→ What is required: Reproduce the data in its entirety, exactly as written.

(Stored items)
== Segment start ==

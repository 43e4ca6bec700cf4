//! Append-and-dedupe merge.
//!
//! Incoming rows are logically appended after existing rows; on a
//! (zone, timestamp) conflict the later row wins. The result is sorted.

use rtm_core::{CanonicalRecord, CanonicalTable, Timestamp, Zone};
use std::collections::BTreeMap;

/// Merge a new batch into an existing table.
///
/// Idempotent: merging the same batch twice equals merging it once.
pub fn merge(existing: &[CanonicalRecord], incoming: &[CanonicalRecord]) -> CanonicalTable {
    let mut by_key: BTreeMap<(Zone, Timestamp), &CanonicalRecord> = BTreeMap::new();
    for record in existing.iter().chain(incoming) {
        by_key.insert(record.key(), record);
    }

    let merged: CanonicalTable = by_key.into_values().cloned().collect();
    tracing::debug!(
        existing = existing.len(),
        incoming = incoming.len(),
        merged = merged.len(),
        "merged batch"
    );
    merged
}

== Segment end ==

→ Answer to this task:
repository 43e4ca6bec700cf4
//! Append-and-dedupe merge.
//!
//! Incoming rows are logically appended after existing rows; on a
//! (zone, timestamp) conflict the later row wins. The result is sorted.

use rtm_core::{CanonicalRecord, CanonicalTable, Timestamp, Zone};
use std::collections::BTreeMap;

/// Merge a new batch into an existing table.
///
/// Idempotent: merging the same batch twice equals merging it once.
pub fn merge(existing: &[CanonicalRecord], incoming: &[CanonicalRecord]) -> CanonicalTable {
    let mut by_key: BTreeMap<(Zone, Timestamp), &CanonicalRecord> = BTreeMap::new();
    for record in existing.iter().chain(incoming) {
        by_key.insert(record.key(), record);
    }

    let merged: CanonicalTable = by_key.into_values().cloned().collect();
    tracing::debug!(
        existing = existing.len(),
        incoming = incoming.len(),
        merged = merged.len(),
        "merged batch"
    );
    merged
}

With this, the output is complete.